L'informatisation est un levier important dans la sécurisation du circuit du médicament en EHPAD. Elle requiert toutefois une forte implication de la direction et une concertation de l'ensemble des acteurs impliqués (en interne comme en externe) dans la prise en charge médicamenteuse des résidents. La réussite du projet repose sur un état des lieux préalable des points forts et faibles de l'organisation interne, une définition claire des besoins, et une culture des bonnes pratiques de la gestion des risques. Pour nombre d'EHPAD, ça coince encore !
Informatisation du circuit du médicament : votre EHPAD est-il prêt ?
Le réflexe est loin d'être acquis. Selon une étude réalisée, en 2014, par l'agence régionale de santé (ARS) Ile de France, sur le processus de prise en charge médicamenteuse (PECM) en EHPAD, 87?% des établissements ont un logiciel de prescription mais seuls 25?% déclarent l'utiliser systématiquement. Plus de 36?% des établissements interrogés déclarent retranscrire la prescription médicale (toujours ou souvent) au cours d'une ou plusieurs étapes de la PECM. Ce constat francilien peut être dupliqué au niveau national. Première étape du circuit du médicament, la prescription en EHPAD s'informatise dans les outils mais peu ou mal dans les pratiques.
Cette sous-utilisation de l'informatique en EHPAD engendre une retranscription des prescriptions - qui n'est d'ailleurs pas autorisée (arrêté du 6 avril 2011, art 13) - pouvant être génératrice d'erreurs. "Une ordonnance papier va faire l'objet de deux ou trois retranscriptions ; pour préparer le pilulier, sur un agenda papier, sur les tableaux de planification des soins, accompagnement et actes techniques... Mais il n'existe pour l'heure aucune contrainte réglementaire qui impose aux médecins libéraux intervenant en EHPAD l'informatisation des ordonnances. Toutefois, il ne faut pas jeter la pierre aux médecins traitants. Ils ont déjà leur propre logiciel dans leur cabinet en ville. Ils interviennent dans plusieurs EHPAD et n'ont pas le temps apprendre l'utilisation de 3, 4 logiciels différents", explique Nicolas Pistorio, consultant indépendant, expert IT santé & médico-social.

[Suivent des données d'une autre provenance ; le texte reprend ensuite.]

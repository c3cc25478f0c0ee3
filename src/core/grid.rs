use std::collections::HashMap;

use glam::IVec2;

use super::{
    tile::{Tile, TileLayer, CORNER_EMPTY},
    types::{Aabb, Xf},
};
use crate::{
    collision::hitbox,
    config::{HIGH_RES_FACTOR, TILE_SIZE, TILE_SIZE_HIGH_RES},
    error::Result,
};

/// Maps a tile coordinate to the point groups sampled for it. Tiles whose
/// mask would be zero have no entry.
pub type HitboxMap = HashMap<IVec2, u16>;

/// Rigid rectangular array of tiles with a position and a rotation.
///
/// Three coordinate spaces are involved:
/// * tile space: integer cell coordinates, `(0,0)` is the first array cell,
/// * grid space: pixels, origin at the minimal corner of the array,
/// * world space: reached through [`Grid::grid_to_world`].
///
/// `xf` maps the space centered on the array to world space, so that
/// resizing around existing content never moves it visually.
#[derive(Debug, Clone, Default)]
pub struct Grid {
    xf: Xf,
    size: IVec2,
    cells: Vec<Tile>,
    hitbox_full: HitboxMap,
    hitbox_min: HitboxMap,
    mass: i64,
}

impl Grid {
    pub fn new() -> Self {
        Self::default()
    }

    /// Builds a trimmed grid from loader output, with the layer's minimal
    /// corner placed at `xf`. Fails on the first invalid tile index.
    pub fn from_layer(layer: &TileLayer, xf: Xf) -> Result<Self> {
        let tiles = layer.to_tiles()?;
        let mut grid = Self {
            xf,
            ..Self::default()
        };

        let size = IVec2::new(layer.width, layer.height);
        grid.modify_region(IVec2::ZERO, size, |region| {
            for (i, tile) in tiles.iter().enumerate() {
                let pos = IVec2::new(i as i32 % size.x, i as i32 / size.x);
                region.set(pos, *tile);
            }
        });
        Ok(grid)
    }

    pub fn xf(&self) -> Xf {
        self.xf
    }

    pub fn set_xf(&mut self, xf: Xf) {
        self.xf = xf;
    }

    pub(crate) fn translate(&mut self, delta: IVec2) {
        self.xf.pos += delta;
    }

    /// Array bounds, in tiles.
    pub fn size(&self) -> IVec2 {
        self.size
    }

    pub fn is_empty(&self) -> bool {
        self.size.x <= 0 || self.size.y <= 0
    }

    /// Row-major cell contents.
    pub fn cells(&self) -> &[Tile] {
        &self.cells
    }

    pub fn mass(&self) -> i64 {
        self.mass
    }

    pub fn hitbox_full(&self) -> &HitboxMap {
        &self.hitbox_full
    }

    pub fn hitbox_min(&self) -> &HitboxMap {
        &self.hitbox_min
    }

    fn in_bounds(&self, pos: IVec2) -> bool {
        pos.cmpge(IVec2::ZERO).all() && pos.cmplt(self.size).all()
    }

    fn index(&self, pos: IVec2) -> usize {
        (pos.y * self.size.x + pos.x) as usize
    }

    /// Tile at `pos`, `Air` outside of the array.
    pub fn tile_at(&self, pos: IVec2) -> Tile {
        if self.in_bounds(pos) {
            self.cells[self.index(pos)]
        } else {
            Tile::Air
        }
    }

    pub fn corner_at(&self, pos: IVec2) -> i32 {
        self.tile_at(pos).corner()
    }

    /// Maps grid space to world space.
    pub fn grid_to_world(&self) -> Xf {
        let mut ret = self.xf;
        ret.pos -= self.xf.rotate_vec(self.size * TILE_SIZE / 2);
        ret
    }

    pub fn world_to_grid(&self) -> Xf {
        self.grid_to_world().inverse()
    }

    /// Tile coordinate containing a world-space pixel.
    pub fn world_pixel_to_tile(&self, pixel: IVec2) -> IVec2 {
        self.world_to_grid()
            .transform_pixel(pixel)
            .div_euclid(IVec2::splat(TILE_SIZE))
    }

    /// World-space bounds, optionally displaced by a world-space `offset`.
    pub fn world_aabb(&self, offset: Xf) -> Aabb {
        let xf = offset * self.grid_to_world();
        Aabb::from_corners(
            xf.transform_point(IVec2::ZERO),
            xf.transform_point(self.size * TILE_SIZE),
        )
    }

    /// Reallocates the array to `new_size`, moving every cell by `offset`.
    /// The world position of the kept content does not change.
    pub(crate) fn resize(&mut self, offset: IVec2, new_size: IVec2) {
        let new_size = new_size.max(IVec2::ZERO);
        let mut cells = vec![Tile::Air; (new_size.x * new_size.y) as usize];
        let mut cropped = false;

        for y in 0..self.size.y {
            for x in 0..self.size.x {
                let old = IVec2::new(x, y);
                let tile = self.cells[self.index(old)];
                if tile.is_empty() {
                    continue;
                }
                let pos = old + offset;
                if pos.cmpge(IVec2::ZERO).all() && pos.cmplt(new_size).all() {
                    cells[(pos.y * new_size.x + pos.x) as usize] = tile;
                } else {
                    cropped = true;
                    self.mass -= tile.mass() as i64;
                }
            }
        }

        self.xf.pos += self.xf.rotate_vec(
            new_size * TILE_SIZE / 2 - self.size * TILE_SIZE / 2 - offset * TILE_SIZE,
        );
        self.size = new_size;
        self.cells = cells;

        for map in [&mut self.hitbox_full, &mut self.hitbox_min] {
            *map = map
                .drain()
                .map(|(pos, mask)| (pos + offset, mask))
                .filter(|(pos, _)| pos.cmpge(IVec2::ZERO).all() && pos.cmplt(new_size).all())
                .collect();
        }

        if cropped {
            self.refresh_hitbox(IVec2::ZERO, new_size);
        }
    }

    /// Shrinks the array to the minimal rectangle holding non-empty cells.
    pub fn trim(&mut self) {
        if self.is_empty() {
            return;
        }

        let mut lo = self.size;
        let mut hi = IVec2::splat(-1);
        for y in 0..self.size.y {
            for x in 0..self.size.x {
                let pos = IVec2::new(x, y);
                if !self.cells[self.index(pos)].is_empty() {
                    lo = lo.min(pos);
                    hi = hi.max(pos);
                }
            }
        }

        if hi.x < 0 {
            // All cells are empty.
            self.resize(IVec2::ZERO, IVec2::ZERO);
            return;
        }
        if lo == IVec2::ZERO && hi == self.size - 1 {
            return;
        }
        self.resize(-lo, hi - lo + 1);
    }

    /// The only way to change cells.
    ///
    /// Grows the array so that `[origin, origin + size)` is addressable and
    /// hands that region to `edit`, addressed from `(0,0)`. Afterwards the
    /// mass and hitbox maps are patched incrementally and the array is
    /// trimmed if the region reached its border. A zero-area region only
    /// refreshes the hitboxes around `origin`.
    pub fn modify_region(
        &mut self,
        origin: IVec2,
        size: IVec2,
        edit: impl FnOnce(&mut RegionEditor<'_>),
    ) {
        assert!(
            size.cmpge(IVec2::ZERO).all(),
            "Negative region size {size}."
        );

        let mut origin = origin;
        let has_area = size.x > 0 && size.y > 0;
        if has_area {
            let (lo, hi) = if self.is_empty() {
                (origin, origin + size)
            } else {
                (origin.min(IVec2::ZERO), (origin + size).max(self.size))
            };
            if lo != IVec2::ZERO || hi != self.size {
                self.resize(-lo, hi - lo);
                origin -= lo;
            }
        }

        let before = self.region_mass(origin, size);
        {
            let stride = self.size.x;
            let mut region = RegionEditor {
                cells: &mut self.cells,
                stride,
                origin,
                size,
            };
            edit(&mut region);
        }
        let after = self.region_mass(origin, size);
        self.mass += after - before;

        // Neighbours' minimal masks depend on the edited cells.
        self.refresh_hitbox(origin - 1, size + 2);

        let touches_border = origin.x <= 0
            || origin.y <= 0
            || origin.x + size.x >= self.size.x
            || origin.y + size.y >= self.size.y;
        if has_area && touches_border {
            self.trim();
        }
    }

    /// Clears one tile. Does nothing outside the array or on an empty cell.
    pub fn remove_tile(&mut self, pos: IVec2) {
        if self.tile_at(pos).is_empty() {
            return;
        }
        self.modify_region(pos, IVec2::ONE, |region| {
            region.set(IVec2::ZERO, Tile::Air)
        });
    }

    fn region_mass(&self, origin: IVec2, size: IVec2) -> i64 {
        let mut sum = 0;
        for y in origin.y..origin.y + size.y {
            for x in origin.x..origin.x + size.x {
                sum += self.tile_at(IVec2::new(x, y)).mass() as i64;
            }
        }
        sum
    }

    fn refresh_hitbox(&mut self, origin: IVec2, size: IVec2) {
        for y in origin.y..origin.y + size.y {
            for x in origin.x..origin.x + size.x {
                let pos = IVec2::new(x, y);
                let corner = self.corner_at(pos);
                let full = hitbox::mask_full(corner);
                let min = if corner == CORNER_EMPTY {
                    0
                } else {
                    hitbox::mask_partial(corner, |offset| self.corner_at(pos + offset))
                };
                set_mask(&mut self.hitbox_full, pos, full);
                set_mask(&mut self.hitbox_min, pos, min);
            }
        }
    }

    /// Exact test for a grid-space high-res cell. Diagonal seams are owned
    /// according to the grid's current world rotation.
    pub fn collides_with_point_in_grid_space_high_res(&self, cell: IVec2) -> bool {
        self.solid_high_res(cell, self.xf.rot)
    }

    fn solid_high_res(&self, cell: IVec2, rot: i32) -> bool {
        let tile = cell.div_euclid(IVec2::splat(TILE_SIZE_HIGH_RES));
        let corner = self.corner_at(tile);
        if corner == CORNER_EMPTY {
            return false;
        }
        let local = cell - tile * TILE_SIZE_HIGH_RES;
        hitbox::collides_with_point_high_res_turned(corner, rot, local)
    }

    /// Tests a grid-space pixel through its four high-res sub-corners, so a
    /// pixel straddling a diagonal seam is solid if any part of it is.
    pub fn collides_with_point_in_grid_space(&self, pixel: IVec2) -> bool {
        let base = pixel * HIGH_RES_FACTOR;
        let last = HIGH_RES_FACTOR - 1;
        [
            IVec2::new(0, 0),
            IVec2::new(last, 0),
            IVec2::new(0, last),
            IVec2::new(last, last),
        ]
        .into_iter()
        .any(|sub| self.collides_with_point_in_grid_space_high_res(base + sub))
    }

    pub fn collides_with_point_in_world_space(&self, pixel: IVec2) -> bool {
        self.collides_with_point_in_grid_space(self.world_to_grid().transform_pixel(pixel))
    }

    /// Narrow-phase test against `other`, where `this_to_other` maps this
    /// grid's grid space into the other's. `other` keeps its own rotation as
    /// the frame for diagonal seams.
    ///
    /// The sampled points of both grids are tested against the other shape;
    /// neither set alone catches every thin overlap. `full` selects the exact
    /// point set, otherwise the reduced set that is only valid for single
    /// pixel steps.
    pub fn collides_with_grid_with_custom_xf_difference(
        &self,
        other: &Grid,
        this_to_other: Xf,
        full: bool,
    ) -> bool {
        self.collides_in_frame(other, this_to_other, other.xf.rot, full)
    }

    /// Same as above, with both grids displaced by world-space offsets.
    pub fn collides_with_grid_with_offsets(
        &self,
        self_offset: Xf,
        other: &Grid,
        other_offset: Xf,
        full: bool,
    ) -> bool {
        let other_to_world = other_offset * other.grid_to_world();
        let this_to_other = other_to_world.inverse() * (self_offset * self.grid_to_world());
        self.collides_in_frame(other, this_to_other, other_to_world.rot, full)
    }

    /// `other_rot` is the other grid's rotation in the frame where seams are
    /// shared; this grid's follows from `this_to_other`.
    fn collides_in_frame(
        &self,
        other: &Grid,
        this_to_other: Xf,
        other_rot: i32,
        full: bool,
    ) -> bool {
        if self.is_empty() || other.is_empty() {
            return false;
        }
        let this_rot = other_rot + this_to_other.rot;
        self.points_hit(other, this_to_other, other_rot, full)
            || other.points_hit(self, this_to_other.inverse(), this_rot, full)
    }

    /// Tests this grid's sample points against `other`, turned `other_rot`.
    fn points_hit(&self, other: &Grid, xf: Xf, other_rot: i32, full: bool) -> bool {
        let map = if full {
            &self.hitbox_full
        } else {
            &self.hitbox_min
        };
        let other_bounds = Aabb {
            min: IVec2::ZERO,
            max: other.size * TILE_SIZE_HIGH_RES - 1,
        };

        map.iter().any(|(&tile, &mask)| {
            let base = tile * TILE_SIZE_HIGH_RES;
            let tile_bounds = Aabb::from_corners(
                xf.transform_high_res_cell(base),
                xf.transform_high_res_cell(base + (TILE_SIZE_HIGH_RES - 1)),
            );
            if !tile_bounds.overlaps(&other_bounds) {
                return false;
            }
            hitbox::for_each_point(mask, |point| {
                other.solid_high_res(xf.transform_high_res_cell(base + point), other_rot)
            })
        })
    }
}

fn set_mask(map: &mut HitboxMap, pos: IVec2, mask: u16) {
    if mask == 0 {
        map.remove(&pos);
    } else {
        map.insert(pos, mask);
    }
}

/// Window over the cells granted to a [`Grid::modify_region`] callback.
pub struct RegionEditor<'a> {
    cells: &'a mut Vec<Tile>,
    stride: i32,
    origin: IVec2,
    size: IVec2,
}

impl RegionEditor<'_> {
    pub fn size(&self) -> IVec2 {
        self.size
    }

    fn index(&self, pos: IVec2) -> usize {
        assert!(
            pos.cmpge(IVec2::ZERO).all() && pos.cmplt(self.size).all(),
            "Cell {pos} is outside of the granted region of size {}.",
            self.size
        );
        let abs = self.origin + pos;
        (abs.y * self.stride + abs.x) as usize
    }

    pub fn get(&self, pos: IVec2) -> Tile {
        self.cells[self.index(pos)]
    }

    pub fn set(&mut self, pos: IVec2, tile: Tile) {
        let index = self.index(pos);
        self.cells[index] = tile;
    }
}
//! Utility helpers: generational storage, direction math, and logging.

pub mod allocator;
pub mod logging;
pub mod math;

pub use allocator::{Arena, GridId};
pub use math::*;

"Le sentiment de limitation de leur liberté de prescription lorsque le livret thérapeutique est intégré dans le logiciel est également un point sensible. "Un accompagnement des médecins libéraux est nécessaire pour faciliter cette utilisation", préconise l'étude de l'ARS Ile-de-France.
"Actuellement, aucun standard national n'impose aux éditeurs de logiciels un format de saisie précis. Or, il faut une gouvernance nationale pour imposer des standards techniques et ergonomiques. Une interface unique de présentation des prescriptions, « ordonnance universelle » permettrait aux médecins d'utiliser ainsi les logiciels de l'EHPAD de façon intuitive", considère Nicolas Pistorio.